═════ Information shown ═════
use std::collections::{BTreeMap, HashMap};

use super::error::Error;
use crate::deck::{CellRecord, MaterialRecord, Section, ThermalRecord};
use crate::model::element::Element;
use crate::model::material::{Component, Composition, Density, FractionBasis, Material, Nuclide};

/// MCNP thermal scattering table names and their target library names.
const THERMAL_TABLES: &[(&str, &str)] = &[
    ("al27", "c_Al27"),
    ("be", "c_Be"),
    ("beo", "c_Be_in_BeO"),
    ("be/o", "c_Be_in_BeO"),
    ("benz", "c_Benzine"),
    ("dortho", "c_ortho_D"),
    ("fe56", "c_Fe56"),
    ("grph", "c_Graphite"),
    ("h/zr", "c_H_in_ZrH"),
    ("hortho", "c_ortho_H"),
    ("hpara", "c_para_H"),
    ("hwtr", "c_D_in_D2O"),
    ("lmeth", "c_H_in_CH4_liquid"),
    ("lwtr", "c_H_in_H2O"),
    ("o/be", "c_O_in_BeO"),
    ("o2/u", "c_O_in_UO2"),
    ("orthd", "c_ortho_D"),
    ("orthh", "c_ortho_H"),
    ("o/uo2", "c_O_in_UO2"),
    ("parad", "c_para_D"),
    ("parah", "c_para_H"),
    ("poly", "c_H_in_CH2"),
    ("sio2", "c_SiO2_alpha"),
    ("smeth", "c_H_in_CH4_solid"),
    ("u/o2", "c_U_in_UO2"),
    ("u/uo2", "c_U_in_UO2"),
    ("zr/h", "c_Zr_in_ZrH"),
];

/// Target library name of a thermal table, with any `.nnt` suffix ignored.
/// Names already in target form are accepted case-insensitively.
pub fn thermal_name(table: &str) -> Option<&'static str> {
    let name = table.split('.').next().unwrap_or(table).to_ascii_lowercase();
    THERMAL_TABLES
        .iter()
        .find(|(mcnp, target)| *mcnp == name || target.eq_ignore_ascii_case(&name))
        .map(|(_, target)| *target)
}

/// Splits a `ZZZAAA[.nnX]` or `SZZZAAA[.nnX]` identifier into a nuclide.
///
/// `AAA = 0` is the natural element. In the short form `AAA > 300` is an
/// excited state encoded as `A + 300 + 100 m`; the real mass number is
/// recovered by stepping down in hundreds until it is at most `3 Z`. In the
/// long form the leading `S` is the state itself. Americium 242 uses the
/// swapped convention: `95242` is the metastable state and `95642` (or
/// `1095242`) the ground state.
pub fn decompose_zaid(text: &str) -> Result<Nuclide, String> {
    let digits = text.split('.').next().unwrap_or(text);
    let zaid: u32 = digits
        .parse()
        .map_err(|_| format!("'{}' is not a ZZZAAA identifier", digits))?;

    let (z, mut a) = ((zaid / 1000) % 1000, zaid % 1000);
    let metastable = match zaid {
        95242 => 1,
        95642 | 1095242 => {
            a = 242;
            0
        }
        _ if zaid >= 1_000_000 => u8::try_from(zaid / 1_000_000)
            .map_err(|_| format!("state field of '{}' is out of range", digits))?,
        _ if a > 300 => {
            let field = a;
            while a > 3 * z && a > 100 {
                a -= 100;
            }
            let shift = field - a;
            if a > 3 * z || shift < 400 {
                return Err(format!(
                    "mass number field {} has no excited-state form",
                    field
                ));
            }
            ((shift - 300) / 100) as u8
        }
        _ => 0,
    };

    let element = Element::from_atomic_number(z)
        .ok_or_else(|| format!("atomic number {} is not an element", z))?;
    if a > 0 && a < z {
        return Err(format!(
            "mass number {} is below atomic number {}",
            a, z
        ));
    }

    Ok(Nuclide {
        element,
        mass_number: (a > 0).then_some(a as u16),
        metastable,
    })
}

/// Converts an `Mn` card, plus its optional `MTn` card, into a normalised
/// composition.
pub fn map_composition(
    record: &MaterialRecord,
    thermal: Option<&ThermalRecord>,
) -> Result<Composition, Error> {
    let card = format!("m{}", record.id);

    let positive = record.components.iter().any(|(_, f)| *f > 0.0);
    let negative = record.components.iter().any(|(_, f)| *f < 0.0);
    if positive && negative {
        return Err(Error::MixedFractions { card });
    }
    let basis = if negative {
        FractionBasis::Weight
    } else {
        FractionBasis::Atom
    };

    let total: f64 = record.components.iter().map(|(_, f)| f.abs()).sum();
    if total == 0.0 {
        return Err(Error::unsupported_feature(
            Section::Data,
            card,
            "every fraction is zero",
        ));
    }

    let mut components: Vec<Component> = Vec::with_capacity(record.components.len());
    for (zaid, fraction) in &record.components {
        let nuclide =
            decompose_zaid(zaid).map_err(|detail| Error::unknown_nuclide(&card, zaid, detail))?;
        let share = fraction.abs() / total;
        match components.iter_mut().find(|c| c.nuclide == nuclide) {
            Some(existing) => existing.fraction += share,
            None => components.push(Component {
                nuclide,
                fraction: share,
            }),
        }
    }

    let thermal = match thermal {
        Some(mt) => mt
            .tables
            .iter()
            .map(|table| {
                thermal_name(table)
                    .map(String::from)
                    .ok_or_else(|| Error::UnknownThermalTable {
                        card: format!("mt{}", mt.id),
                        table: table.clone(),
                    })
            })
            .collect::<Result<Vec<_>, _>>()?,
        None => Vec::new(),
    };

    Ok(Composition {
        basis,
        components,
        thermal,
    })
}

/// Target materials created from the (material, density) pairs of the
/// deck's cells.
#[derive(Debug, Clone, Default)]
pub struct MaterialInstances {
    pub materials: BTreeMap<u32, Material>,
    index: HashMap<(u32, u64), u32>,
}

impl MaterialInstances {
    /// Id of the instance for `material` at signed `density`.
    pub fn lookup(&self, material: u32, density: f64) -> Option<u32> {
        self.index.get(&(material, density.to_bits())).copied()
    }
}

/// Creates one material per distinct (material, density) pair in cell
/// order. The first instance of a material keeps its id; later densities
/// get fresh ids above every defined material id.
pub fn instantiate<'a>(
    cells: impl IntoIterator<Item = &'a CellRecord>,
    compositions: &BTreeMap<u32, Composition>,
) -> Result<MaterialInstances, Error> {
    let mut instances = MaterialInstances::default();
    let mut next_id = compositions.keys().max().map_or(Some(1), |max| max.checked_add(1));

    for cell in cells {
        if cell.material == 0 {
            continue;
        }
        let composition = compositions.get(&cell.material).ok_or_else(|| {
            Error::dangling(
                Section::Cells,
                cell.id,
                format!("material {} is not defined", cell.material),
            )
        })?;
        let Some(density) = cell.density else {
            continue;
        };
        let key = (cell.material, density.to_bits());
        if instances.index.contains_key(&key) {
            continue;
        }

        let id = if instances.materials.contains_key(&cell.material) {
            let id = next_id.ok_or_else(|| {
                Error::unsupported_feature(
                    Section::Cells,
                    cell.id,
                    "no material ids remain above the largest material id",
                )
            })?;
            next_id = id.checked_add(1);
            id
        } else {
            cell.material
        };
        instances.materials.insert(
            id,
            Material {
                id,
                name: format!("M{} with density {:?}", cell.material, density),
                density: Density::from_signed(density),
                composition: composition.clone(),
            },
        );
        instances.index.insert(key, id);
    }

    Ok(instances)
}

#[cfg(test)]
mod tests {
    use super::*;

    fn approx_eq(a: f64, b: f64) -> bool {
        (a - b).abs() < 1e-12
    }

    fn material(id: u32, components: &[(&str, f64)]) -> MaterialRecord {
        MaterialRecord {
            id,
            components: components
                .iter()
                .map(|(z, f)| (z.to_string(), *f))
                .collect(),
            options: BTreeMap::new(),
            line: 1,
        }
    }

    fn cell(id: u32, material: u32, density: f64) -> CellRecord {
        CellRecord {
            id,
            material,
            density: Some(density),
            geometry: vec!["-1".into()],
            options: BTreeMap::new(),
            line: 1,
        }
    }

    #[test]
    fn zaids_follow_target_naming() {
        let name = |z: &str| decompose_zaid(z).unwrap().to_string();
        assert_eq!(name("1001.70c"), "H1");
        assert_eq!(name("92235"), "U235");
        assert_eq!(name("26000.50c"), "Fe");
        assert_eq!(name("52527"), "Te127_m1");
        assert_eq!(name("95242.70c"), "Am242_m1");
        assert_eq!(name("95642"), "Am242");
    }

    #[test]
    fn excited_states_above_the_first_decode_their_level() {
        let name = |z: &str| decompose_zaid(z).unwrap().to_string();
        assert_eq!(name("52627.70c"), "Te127_m2");
        assert_eq!(name("92635"), "U235_m1");
        assert_eq!(name("1052127"), "Te127_m1");
        assert_eq!(name("2052127.80c"), "Te127_m2");
        assert_eq!(name("1095242"), "Am242");
    }

    #[test]
    fn impossible_zaids_are_rejected() {
        assert!(decompose_zaid("999001").is_err());
        assert!(decompose_zaid("92001").is_err());
        assert!(decompose_zaid("1350").is_err());
        assert!(decompose_zaid("h-1").is_err());
    }

    #[test]
    fn atom_fractions_are_normalised() {
        let comp = map_composition(&material(1, &[("1001.70c", 2.0), ("8016.70c", 1.0)]), None)
            .unwrap();
        assert_eq!(comp.basis, FractionBasis::Atom);
        assert!(approx_eq(comp.components[0].fraction, 2.0 / 3.0));
        assert!(approx_eq(comp.components[1].fraction, 1.0 / 3.0));
        assert!(approx_eq(comp.total_fraction(), 1.0));
    }

    #[test]
    fn weight_fractions_keep_proportions() {
        let comp = map_composition(&material(2, &[("26056", -0.7), ("24052", -0.3)]), None)
            .unwrap();
        assert_eq!(comp.basis, FractionBasis::Weight);
        assert!(approx_eq(comp.components[0].fraction, 0.7));
        assert!(approx_eq(comp.components[1].fraction, 0.3));
    }

    #[test]
    fn duplicate_nuclides_accumulate() {
        let comp = map_composition(
            &material(3, &[("1001.70c", 1.0), ("8016", 1.0), ("1001.80c", 2.0)]),
            None,
        )
        .unwrap();
        assert_eq!(comp.components.len(), 2);
        assert!(approx_eq(comp.components[0].fraction, 0.75));
    }

    #[test]
    fn mixed_signs_fail() {
        let err = map_composition(&material(4, &[("1001", 1.0), ("8016", -1.0)]), None)
            .unwrap_err();
        assert!(matches!(err, Error::MixedFractions { ref card } if card == "m4"));
    }

    #[test]
    fn unknown_nuclide_names_the_card() {
        let err = map_composition(&material(5, &[("200001", 1.0)]), None).unwrap_err();
        assert!(matches!(err, Error::UnknownNuclide { ref card, .. } if card == "m5"));
    }

    #[test]
    fn thermal_tables_map_to_target_names() {
        assert_eq!(thermal_name("lwtr.10t"), Some("c_H_in_H2O"));
        assert_eq!(thermal_name("grph"), Some("c_Graphite"));
        assert_eq!(thermal_name("c_h_in_h2o"), Some("c_H_in_H2O"));
        assert_eq!(thermal_name("unobtanium"), None);

        let mt = ThermalRecord {
            id: 1,
            tables: vec!["bogus.20t".into()],
            line: 2,
        };
        let err = map_composition(&material(1, &[("1001", 1.0)]), Some(&mt)).unwrap_err();
        assert!(matches!(err, Error::UnknownThermalTable { .. }));
    }

    #[test]
    fn one_instance_per_material_density_pair() {
        let mut comps = BTreeMap::new();
        comps.insert(1, map_composition(&material(1, &[("1001", 1.0)]), None).unwrap());
        comps.insert(3, map_composition(&material(3, &[("8016", 1.0)]), None).unwrap());
        let cells = [
            cell(10, 1, -1.0),
            cell(11, 1, -1.0),
            cell(12, 1, 0.05),
            cell(13, 3, -2.0),
            cell(14, 0, 0.0),
        ];
        let inst = instantiate(&cells, &comps).unwrap();
        assert_eq!(inst.materials.len(), 3);
        assert_eq!(inst.lookup(1, -1.0), Some(1));
        assert_eq!(inst.lookup(1, 0.05), Some(4));
        assert_eq!(inst.lookup(3, -2.0), Some(3));

        let fresh = &inst.materials[&4];
        assert_eq!(fresh.name, "M1 with density 0.05");
        assert_eq!(fresh.density, Density::AtomPerBarnCm(0.05));
        assert_eq!(inst.materials[&1].density, Density::GramPerCm3(1.0));
    }

    #[test]
    fn exhausted_material_ids_are_an_error() {
        let mut comps = BTreeMap::new();
        comps.insert(
            u32::MAX,
            map_composition(&material(u32::MAX, &[("1001", 1.0)]), None).unwrap(),
        );
        let cells = [cell(1, u32::MAX, -1.0), cell(2, u32::MAX, -2.0)];
        let err = instantiate(&cells, &comps).unwrap_err();
        assert!(matches!(err, Error::UnsupportedFeature { .. }));
        assert!(err.to_string().contains("no material ids remain"));
    }

    #[test]
    fn undefined_material_is_dangling() {
        let err = instantiate(&[cell(1, 9, -1.0)], &BTreeMap::new()).unwrap_err();
        assert!(matches!(err, Error::DanglingReference { .. }));
    }
}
═════
Problem requirements: Filter the records above for "Result" and copy every matching line.

Finished task:
pub fn decompose_zaid(text: &str) -> Result<Nuclide, String> {
) -> Result<Composition, Error> {
            .collect::<Result<Vec<_>, _>>()?,
) -> Result<MaterialInstances, Error> {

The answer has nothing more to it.